Qu’est-ce qui a fait pencher la balance ?
Ces deux dernières années, j’ai réuni une équipe en salle, en cuisine, et elle est géniale. Il y a un réel bien-être au travail, une harmonie qui fait que tout le monde est là pour travailler pour La Mare aux Oiseaux et pas pour un chef. Il n’y a pas de clivage entre la salle, la cuisine et la réception. C’est cette équipe qui m’a redonné envie. J’ai envie que cette maison reste jeune, reste fraîche et continue de faire rêver les jeunes.
Pour vous, ces notions de transmission et de bien-être au travail sont fondamentales ?
Quand on arrive dans le métier de la restauration, on recherche un idéal, mais il n’est pas facile à trouver, on est chahuté dans tous les sens. Ici, plus les gens qui travaillent dans la maison développent une expression personnelle, plus ça me plaît. Ça m’enrichit et ça enrichit la maison.
Vous allez recréer toute votre équipe, c’est un véritable pari…
Sur les quarante « piafs » qui vont rentrer, il y en a une quinzaine qui étaient là avant. Effectivement, aujourd’hui, on prend le risque de recréer une équipe. Mais j’ai besoin d’être toujours sur le fil de l’évolution, de ne pas m’endormir. Ma peur, c’est que ma maison devienne une vieille maison et moi un vieux chef. Si les jeunes n’ont pas envie de venir en Brière, ça ne sert plus à rien ce que je fais. 80 % de ceux qui se sont présentés sont venus parce qu’ils ont entendu dire que la maison les traitait avec respect. Certains m’ont dit : « On vient chez vous ou pas du tout ». J’ai été énormément touché et c’est une grande victoire.
Pour vous, la salle et la réception sont aussi importantes que la cuisine…
Je pense que, depuis des années, on a trop mis le projecteur sur les chefs. Il n’y a pas un mec de la salle qui s’exprime. On a oublié la moitié de notre âme. Sans notre équipe de salle, on n’est rien . On est tous aussi importants les uns que les autres, on a tous un rôle à jouer. Si des gens viennent me voir, c’est justement parce que chez moi, le rôle de la salle n’est pas juste de porter des assiettes et de dire : « Le chef est magnifique ».
Votre maison est au cœur de la Brière, au cœur des marais. C’est fondamental pour vous de défendre ce territoire ?
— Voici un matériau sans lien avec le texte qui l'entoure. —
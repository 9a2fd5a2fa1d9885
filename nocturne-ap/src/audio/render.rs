//! Render graph: master gain plus at most one source node
//!
//! The render graph is the only state shared between the control task and
//! the output callback. It sits behind a `parking_lot::Mutex`; the callback
//! holds the lock for one output buffer at a time.

use crate::audio::param::GainParam;
use crate::audio::types::{AudioFrame, DecodedBuffer, NodeId};
use std::sync::Arc;

/// A buffer bound to a gain parameter, started at a point on the audio clock
#[derive(Debug, Clone)]
pub struct SourceNode {
    pub id: NodeId,
    pub buffer: Arc<DecodedBuffer>,
    pub gain: GainParam,
    /// Audio clock time at which frame 0 plays
    pub start_time: f64,
    pub looping: bool,
}

impl SourceNode {
    /// Source frame at audio clock `time`, before gain.
    ///
    /// Returns silence before the start, and after the end for non-looping
    /// sources. Positions between frames are linearly interpolated, which
    /// also covers a buffer whose rate differs from the output rate.
    pub fn frame_at(&self, time: f64) -> AudioFrame {
        let buffer = &self.buffer;
        if buffer.frame_count == 0 || time < self.start_time {
            return AudioFrame::zero();
        }

        let mut position = (time - self.start_time) * buffer.sample_rate as f64;
        let length = buffer.frame_count as f64;
        if position >= length {
            if !self.looping {
                return AudioFrame::zero();
            }
            position %= length;
        }

        let index = position.floor() as usize;
        let fraction = (position - index as f64) as f32;
        let current = buffer.frame(index).unwrap_or_else(AudioFrame::zero);
        if fraction == 0.0 {
            return current;
        }

        let next_index = if index + 1 < buffer.frame_count {
            Some(index + 1)
        } else if self.looping {
            Some(0)
        } else {
            None
        };
        let next = next_index
            .and_then(|i| buffer.frame(i))
            .unwrap_or_else(AudioFrame::zero);
        current.lerp(next, fraction)
    }
}

/// Master gain and the active source
#[derive(Debug)]
pub struct RenderGraph {
    master_gain: f32,
    active: Option<SourceNode>,
}

impl RenderGraph {
    pub fn new(master_gain: f32) -> Self {
        Self {
            master_gain: master_gain.clamp(0.0, 1.0),
            active: None,
        }
    }

    pub fn master_gain(&self) -> f32 {
        self.master_gain
    }

    pub fn set_master_gain(&mut self, level: f32) {
        self.master_gain = level.clamp(0.0, 1.0);
    }

    pub fn active(&self) -> Option<&SourceNode> {
        self.active.as_ref()
    }

    pub fn active_mut(&mut self) -> Option<&mut SourceNode> {
        self.active.as_mut()
    }

    /// Install `node` as the only source, returning the one it replaced
    pub fn replace_source(&mut self, node: SourceNode) -> Option<SourceNode> {
        self.active.replace(node)
    }

    /// Remove the active source
    pub fn take_source(&mut self) -> Option<SourceNode> {
        self.active.take()
    }

    /// Remove the active source only if it is `id`
    pub fn take_source_if(&mut self, id: NodeId) -> Option<SourceNode> {
        if self.active.as_ref().map(|n| n.id) == Some(id) {
            self.active.take()
        } else {
            None
        }
    }

    /// Mixed output frame at audio clock `time`
    pub fn frame_at(&self, time: f64) -> AudioFrame {
        match &self.active {
            Some(node) => {
                let gain = node.gain.value_at(time) * self.master_gain;
                node.frame_at(time).scaled(gain)
            }
            None => AudioFrame::zero(),
        }
    }

    /// Fill an interleaved output buffer.
    ///
    /// `start_time` is the audio clock time of the first frame. Channels
    /// beyond two are left silent; a mono device receives the left channel.
    pub fn render(&self, output: &mut [f32], channels: usize, sample_rate: u32, start_time: f64) {
        let channels = channels.max(1);
        let step = 1.0 / sample_rate.max(1) as f64;

        for (i, frame) in output.chunks_mut(channels).enumerate() {
            let value = self.frame_at(start_time + i as f64 * step);
            frame[0] = value.left.clamp(-1.0, 1.0);
            if channels > 1 {
                frame[1] = value.right.clamp(-1.0, 1.0);
            }
            for sample in frame.iter_mut().skip(2) {
                *sample = 0.0;
            }
        }
    }
}

impl Default for RenderGraph {
    fn default() -> Self {
        Self::new(1.0)
    }
}
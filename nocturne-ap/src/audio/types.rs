//! Core audio data types

use std::fmt;

/// Decoded, resampled audio ready for playback.
///
/// **Format:**
/// - Samples are f32 (floating point -1.0 to 1.0)
/// - Stereo interleaved: [L, R, L, R, ...]
/// - Sample rate matches the audio context that requested the load
#[derive(Debug, Clone)]
pub struct DecodedBuffer {
    /// Source identifier the buffer was loaded from
    pub source_id: String,

    /// PCM audio samples (interleaved)
    pub samples: Vec<f32>,

    pub sample_rate: u32,

    /// Channel count (always 2 after decode)
    pub channel_count: u16,

    /// Number of frames (samples.len() / channel_count)
    pub frame_count: usize,
}

impl DecodedBuffer {
    pub fn new(source_id: impl Into<String>, samples: Vec<f32>, sample_rate: u32, channel_count: u16) -> Self {
        let frame_count = samples.len() / channel_count.max(1) as usize;
        Self {
            source_id: source_id.into(),
            samples,
            sample_rate,
            channel_count,
            frame_count,
        }
    }

    /// Stereo silence of the given length
    pub fn silence(source_id: impl Into<String>, duration_secs: f64, sample_rate: u32) -> Self {
        let frames = (duration_secs.max(0.0) * sample_rate as f64).round() as usize;
        Self::new(source_id, vec![0.0; frames * 2], sample_rate, 2)
    }

    /// Get duration in seconds
    pub fn duration_secs(&self) -> f64 {
        if self.sample_rate == 0 {
            return 0.0;
        }
        self.frame_count as f64 / self.sample_rate as f64
    }

    /// Get audio frame at specific frame index
    pub fn frame(&self, frame_index: usize) -> Option<AudioFrame> {
        if frame_index >= self.frame_count {
            return None;
        }
        let base = frame_index * self.channel_count as usize;
        let left = self.samples[base];
        let right = if self.channel_count > 1 {
            self.samples[base + 1]
        } else {
            left
        };
        Some(AudioFrame { left, right })
    }
}

/// A single stereo sample (one frame of audio)
#[derive(Debug, Clone, Copy, PartialEq)]
pub struct AudioFrame {
    pub left: f32,
    pub right: f32,
}

impl AudioFrame {
    pub fn zero() -> Self {
        AudioFrame { left: 0.0, right: 0.0 }
    }

    /// Linear interpolation between two frames (`t` in 0.0-1.0)
    pub fn lerp(self, other: AudioFrame, t: f32) -> AudioFrame {
        AudioFrame {
            left: self.left + (other.left - self.left) * t,
            right: self.right + (other.right - self.right) * t,
        }
    }

    pub fn scaled(self, gain: f32) -> AudioFrame {
        AudioFrame {
            left: self.left * gain,
            right: self.right * gain,
        }
    }
}

/// Identifier of a playback node created by [`AudioGraph::play`](crate::audio::AudioGraph::play)
#[derive(Debug, Clone, Copy, PartialEq, Eq, Hash, PartialOrd, Ord)]
pub struct NodeId(pub u64);

impl fmt::Display for NodeId {
    fn fmt(&self, f: &mut fmt::Formatter<'_>) -> fmt::Result {
        write!(f, "node#{}", self.0)
    }
}
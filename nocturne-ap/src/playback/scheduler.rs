//! Segment scheduler: sequences segments into one listening session
//!
//! # State Machine
//!
//! ```text
//!            start                pause
//!   Idle ─────────────▶ Playing ─────────▶ Paused
//!    ▲                   │  ▲ ◀───────────   │
//!    │                   │  │    resume      │
//!    │      countdown 0  │  └─ auto-advance  │
//!    │                   ▼                   │
//!    └──── stop ─────  Completed  ◀── stop ──┘   (stop works from any state)
//! ```
//!
//! # Timing
//!
//! Wall-clock work (countdown ticks, fade-out triggers, advances) lives on
//! the [`Timeline`]. Gain ramps are handed to the [`AudioGraph`] and run on
//! the audio clock. For a segment with a fixed duration the fade-out starts
//! at `max(0, duration - fade_out)` and the advance fires `fade_out` later,
//! so the fade completes as the segment's nominal duration ends.
//!
//! Segments without a fixed duration advance when their buffer finishes.
//!
//! Every transition that ends a segment cancels its timeline entries before
//! touching the audio graph.

use crate::audio::{AudioGraph, NodeId};
use crate::error::{Error, Result};
use crate::playback::segment::{SegmentDefaults, SegmentDescriptor};
use crate::playback::timeline::{EventId, Timeline, TimelineEvent};
use crate::state::PlaybackStatus;
use nocturne_common::events::{EventBus, NocturneEvent, PlaybackState};
use nocturne_common::human_time::{format_clock, minutes_to_secs};
use nocturne_common::Journey;
use std::time::Duration;
use tokio::sync::oneshot;
use tokio::time::Instant;
use tracing::{debug, error, info, warn};
//! Bootstrap configuration loading and root folder resolution
//!
//! Configuration sources, highest priority first:
//! 1. Command-line arguments
//! 2. Environment variables (`NOCTURNE_CONFIG`, `NOCTURNE_ROOT_FOLDER`)
//! 3. TOML configuration file
//! 4. Compiled defaults
//!
//! A missing config file is not an error: the player starts on compiled
//! defaults and logs a warning. A config file that exists but fails to parse
//! is an error.

use crate::{Error, Result};
use serde::{Deserialize, Serialize};
use std::path::{Path, PathBuf};
use tracing::{debug, warn};

/// Environment variable naming an explicit config file
pub const CONFIG_ENV_VAR: &str = "NOCTURNE_CONFIG";

/// Environment variable naming the root folder
pub const ROOT_FOLDER_ENV_VAR: &str = "NOCTURNE_ROOT_FOLDER";

/// Bootstrap configuration loaded from TOML
#[derive(Debug, Clone, Default, PartialEq, Serialize, Deserialize)]
pub struct TomlConfig {
    /// Root folder holding the audio directory (optional)
    #[serde(default)]
    pub root_folder: Option<PathBuf>,

    #[serde(default)]
    pub logging: LoggingConfig,

    #[serde(default)]
    pub player: PlayerSettings,
}

/// Logging configuration
#[derive(Debug, Clone, PartialEq, Serialize, Deserialize)]
pub struct LoggingConfig {
    /// Log filter directive (trace, debug, info, warn, error, or a full
    /// `EnvFilter` string)
    #[serde(default = "default_log_level")]
    pub level: String,

    /// Log file path (logs to stderr if not specified)
    #[serde(default)]
    pub file: Option<PathBuf>,
}

impl Default for LoggingConfig {
    fn default() -> Self {
        Self {
            level: default_log_level(),
            file: None,
        }
    }
}

/// Player settings
#[derive(Debug, Clone, PartialEq, Serialize, Deserialize)]
pub struct PlayerSettings {
    /// Audio directory, relative to the root folder unless absolute
    #[serde(default = "default_audio_dir")]
    pub audio_dir: PathBuf,

    /// Base URL for remote sources; when set, sources are fetched over HTTP
    #[serde(default)]
    pub audio_base_url: Option<String>,

    /// Source played by segments without an `audio_url`
    #[serde(default = "default_placeholder_source")]
    pub placeholder_source: String,

    /// Segment gain when the catalog record omits one
    #[serde(default = "default_nominal_gain")]
    pub nominal_gain: f32,

    /// Initial master volume (percent, 0-100)
    #[serde(default = "default_volume")]
    pub default_volume: u8,

    /// Session timer used when the CLI gives none (minutes)
    #[serde(default = "default_timer_minutes")]
    pub default_timer_minutes: f64,

    /// Broadcast channel capacity for playback events
    #[serde(default = "default_event_capacity")]
    pub event_capacity: usize,

    /// HTTP fetch timeout; no timeout when absent
    #[serde(default)]
    pub fetch_timeout_secs: Option<u64>,

    #[serde(default)]
    pub output: OutputConfig,
}

impl Default for PlayerSettings {
    fn default() -> Self {
        Self {
            audio_dir: default_audio_dir(),
            audio_base_url: None,
            placeholder_source: default_placeholder_source(),
            nominal_gain: default_nominal_gain(),
            default_volume: default_volume(),
            default_timer_minutes: default_timer_minutes(),
            event_capacity: default_event_capacity(),
            fetch_timeout_secs: None,
            output: OutputConfig::default(),
        }
    }
}

/// Audio output settings
#[derive(Debug, Clone, Default, PartialEq, Serialize, Deserialize)]
pub struct OutputConfig {
    /// Use the silent clock-driven backend instead of a sound device
    #[serde(default)]
    pub headless: bool,

    /// Output device name (system default when absent)
    #[serde(default)]
    pub device: Option<String>,

    /// Create the context suspended, as a browser does before a user gesture
    #[serde(default)]
    pub autoplay_suspended: bool,
}

fn default_log_level() -> String {
    "info".to_string()
}

fn default_audio_dir() -> PathBuf {
    PathBuf::from("audio")
}

fn default_placeholder_source() -> String {
    "silence.mp3".to_string()
}

fn default_nominal_gain() -> f32 {
    0.7
}

fn default_volume() -> u8 {
    80
}

fn default_timer_minutes() -> f64 {
    30.0
}

fn default_event_capacity() -> usize {
    256
}

impl TomlConfig {
    /// Parse a TOML document
    pub fn from_toml_str(text: &str) -> Result<Self> {
        let config: TomlConfig = toml::from_str(text)?;
        config.validate()?;
        Ok(config)
    }

    /// Read and parse a TOML config file
    pub fn load(path: &Path) -> Result<Self> {
        let text = std::fs::read_to_string(path).map_err(|e| {
            Error::Config(format!("Failed to read config file {:?}: {}", path, e))
        })?;
        Self::from_toml_str(&text)
    }

    /// Load the config file selected by [`resolve_config_path`], falling back
    /// to compiled defaults when no file exists.
    pub fn load_or_default(cli_path: Option<&Path>) -> Result<Self> {
        match resolve_config_path(cli_path) {
            Some(path) if path.exists() => {
                debug!("Loading configuration from {:?}", path);
                Self::load(&path)
            }
            Some(path) if cli_path.is_some() => {
                // An explicitly requested file must exist
                Err(Error::Config(format!("Config file not found: {:?}", path)))
            }
            Some(path) => {
                warn!("Config file {:?} not found, using defaults", path);
                Ok(Self::default())
            }
            None => {
                warn!("No config directory available, using defaults");
                Ok(Self::default())
            }
        }
    }

    fn validate(&self) -> Result<()> {
        let player = &self.player;
        if !(0.0..=1.0).contains(&player.nominal_gain) {
            return Err(Error::Config(format!(
                "player.nominal_gain {} outside 0.0-1.0",
                player.nominal_gain
            )));
        }
        if player.default_volume > 100 {
            return Err(Error::Config(format!(
                "player.default_volume {} above 100",
                player.default_volume
            )));
        }
        if player.event_capacity == 0 {
            return Err(Error::Config(
                "player.event_capacity must be positive".to_string(),
            ));
        }
        Ok(())
    }
}

/// Choose the config file path: CLI, then `NOCTURNE_CONFIG`, then the
/// platform config directory (`~/.config/nocturne/config.toml` on Linux).
pub fn resolve_config_path(cli_path: Option<&Path>) -> Option<PathBuf> {
    if let Some(path) = cli_path {
        return Some(path.to_path_buf());
    }

    if let Ok(path) = std::env::var(CONFIG_ENV_VAR) {
        if !path.is_empty() {
            return Some(PathBuf::from(path));
        }
    }

    dirs::config_dir().map(|d| d.join("nocturne").join("config.toml"))
}

/// Compiled defaults for the current platform
#[derive(Debug, Clone)]
pub struct CompiledDefaults {
    pub root_folder: PathBuf,
    pub log_level: String,
}

impl CompiledDefaults {
    pub fn for_current_platform() -> Self {
        Self {
            root_folder: default_root_folder(),
            log_level: default_log_level(),
        }
    }
}

/// Platform default root folder (`~/.local/share/nocturne` on Linux)
fn default_root_folder() -> PathBuf {
    dirs::data_local_dir()
        .map(|d| d.join("nocturne"))
        .unwrap_or_else(|| PathBuf::from("./nocturne_data"))
}

/// Root folder resolution
///
/// Priority: CLI argument, `NOCTURNE_ROOT_FOLDER`, TOML `root_folder`,
/// platform default.
#[derive(Debug, Clone, Default)]
pub struct RootFolderResolver {
    cli_arg: Option<PathBuf>,
    toml_value: Option<PathBuf>,
}

impl RootFolderResolver {
    pub fn new() -> Self {
        Self::default()
    }

    pub fn with_cli_arg(mut self, path: Option<PathBuf>) -> Self {
        self.cli_arg = path;
        self
    }

    pub fn with_toml(mut self, config: &TomlConfig) -> Self {
        self.toml_value = config.root_folder.clone();
        self
    }

    pub fn resolve(&self) -> PathBuf {
        if let Some(path) = &self.cli_arg {
            debug!("Root folder {:?} (from command line)", path);
            return path.clone();
        }

        if let Ok(path) = std::env::var(ROOT_FOLDER_ENV_VAR) {
            if !path.is_empty() {
                debug!("Root folder {:?} (from {})", path, ROOT_FOLDER_ENV_VAR);
                return PathBuf::from(path);
            }
        }

        if let Some(path) = &self.toml_value {
            debug!("Root folder {:?} (from config file)", path);
            return path.clone();
        }

        CompiledDefaults::for_current_platform().root_folder
    }
}
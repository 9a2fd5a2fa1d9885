//! Segment descriptors: the scheduler's view of a journey segment

use crate::error::{Error, Result};
use nocturne_common::{Journey, Segment, SegmentType};
use serde::Serialize;

/// Defaults applied when a catalog record leaves a field out
#[derive(Debug, Clone, PartialEq)]
pub struct SegmentDefaults {
    /// Played by segments without an audio file
    pub placeholder_source: String,
    /// Gain used when the record has none
    pub nominal_gain: f32,
}

impl Default for SegmentDefaults {
    fn default() -> Self {
        Self {
            placeholder_source: "silence.mp3".to_string(),
            nominal_gain: 0.7,
        }
    }
}

/// One planned unit of playback. Immutable once built.
#[derive(Debug, Clone, PartialEq, Serialize)]
pub struct SegmentDescriptor {
    pub segment_id: i64,
    pub kind: SegmentType,
    /// Position within the journey (0-based)
    pub position: usize,
    pub source_id: String,
    /// Target gain (0.0-1.0), independent of master volume
    pub gain: f32,
    pub fade_in_secs: f64,
    pub fade_out_secs: f64,
    /// Auto-advance after this long; `None` means "when the audio ends"
    pub duration_secs: Option<f64>,
    pub looping: bool,
    pub text: Option<String>,
}

impl SegmentDescriptor {
    /// Descriptor with zero fades, no fixed duration and no looping
    pub fn new(source_id: impl Into<String>, gain: f32) -> Self {
        Self {
            segment_id: 0,
            kind: SegmentType::Music,
            position: 0,
            source_id: source_id.into(),
            gain,
            fade_in_secs: 0.0,
            fade_out_secs: 0.0,
            duration_secs: None,
            looping: false,
            text: None,
        }
    }

    pub fn with_fades(mut self, fade_in_secs: f64, fade_out_secs: f64) -> Self {
        self.fade_in_secs = fade_in_secs;
        self.fade_out_secs = fade_out_secs;
        self
    }

    pub fn with_duration(mut self, duration_secs: f64) -> Self {
        self.duration_secs = Some(duration_secs);
        self
    }

    pub fn looping(mut self, looping: bool) -> Self {
        self.looping = looping;
        self
    }

    /// Map one catalog segment
    pub fn from_segment(segment: &Segment, position: usize, defaults: &SegmentDefaults) -> Self {
        let content = &segment.content;
        let source_id = content
            .audio_url
            .as_deref()
            .filter(|url| !url.trim().is_empty())
            .unwrap_or(&defaults.placeholder_source)
            .to_string();

        Self {
            segment_id: segment.id,
            kind: segment.segment_type,
            position,
            source_id,
            gain: content
                .gain
                .unwrap_or(defaults.nominal_gain)
                .clamp(0.0, 1.0),
            fade_in_secs: segment.fade_in_sec.max(0.0),
            fade_out_secs: segment.fade_out_sec.max(0.0),
            duration_secs: segment.duration_sec,
            looping: content.looping.unwrap_or(false),
            text: content.text.clone(),
        }
    }

    /// Map every segment of a journey in playback order
    pub fn from_journey(journey: &Journey, defaults: &SegmentDefaults) -> Result<Vec<Self>> {
        if journey.segments.is_empty() {
            return Err(Error::InvalidJourney(format!(
                "journey {} has no segments",
                journey.id
            )));
        }

        Ok(journey
            .ordered_segments()
            .into_iter()
            .enumerate()
            .map(|(position, segment)| Self::from_segment(segment, position, defaults))
            .collect())
    }
}
//! # Nocturne Common Library
//!
//! Shared code for the Nocturne playback components including:
//! - Journey catalog records (Journey / Segment)
//! - Event types (NocturneEvent enum) and the broadcast EventBus
//! - Bootstrap configuration loading
//! - Human-readable time formatting

pub mod config;
pub mod error;
pub mod events;
pub mod human_time;
pub mod journey;

pub use error::{Error, Result};
pub use events::{EventBus, NocturneEvent, PlaybackState};
pub use journey::{Journey, Segment, SegmentContent, SegmentType};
C’est exactement ça. On défend un territoire, une région, une maison, à travers une histoire de vie dont on est tous acteurs. Par exemple, je n’ai jamais voulu faire de potager. J’ai une personne qui s’occupe de faire du « sourcing » à cinquante kilomètres autour de la maison. Il va deux fois par semaine à la rencontre des producteurs et tous les vendredis, il établit un listing des produits disponibles pour la semaine d’après. Ça fait marcher le tissu local, non seulement économique mais aussi humain, et ça m’a permis de me rapprocher de tous les petits producteurs.
Et forcément, ça influence votre cuisine ?
C’est vrai. C’est un jeu compliqué mais c’est ça qui m’excite. Je suis obligé de créer des plats avec des produits simples, de proximité et de les rendre « étoilés Michelin ». Je vais m’amuser avec des betteraves, leur donner une touche de noblesse. C’est ce que j’aime.
Cette relation de confiance qui s’est établie avec ceux qui sont parfois de tout petits producteurs est très importante pour vous…
En travaillant en direct avec ces personnes qui ont parfois des productions très modestes, je deviens un acteur économique mais aussi un soutien. La relation que j’ai avec mes producteurs est très importante. Pendant le confinement, j’ai eu plus de temps, j’ai cuisiné pour les SDF de Saint-Nazaire. Nous sommes passés les voir, ils ont rempli le camion de matières premières. La vérité de mon écriture de chef, aujourd’hui, elle est à travers de ces gens-là. C’est cet équilibre-là que j’ai envie de partager avec mes jeunes.
Ces vingt-cinq ans ont aussi été l’occasion pour vous de tourner la page de votre maison de Giverny (Eure), Le Jardin des Plumes. Vous avez passé la main à David Gallienne, le chef que vous y avez installé.
Giverny, c’était la pépinière de mes jeunes chefs. Elle me permettait de les placer là-bas pour les laisser faire. Je leur disais : « Je suis derrière, je vous protège et vous, éclatez-vous ». Cela faisait deux ans que je faisais huit cents bornes une fois par mois pour y passer deux jours. Et puis, le chef qui était en place depuis deux ans est arrivé au summum. Je n’ai plus besoin de lui dire quoi que ce soit. J’ai eu l’impression de me voir à vingt-cinq ans et je n’arrivais plus à suivre (sourire).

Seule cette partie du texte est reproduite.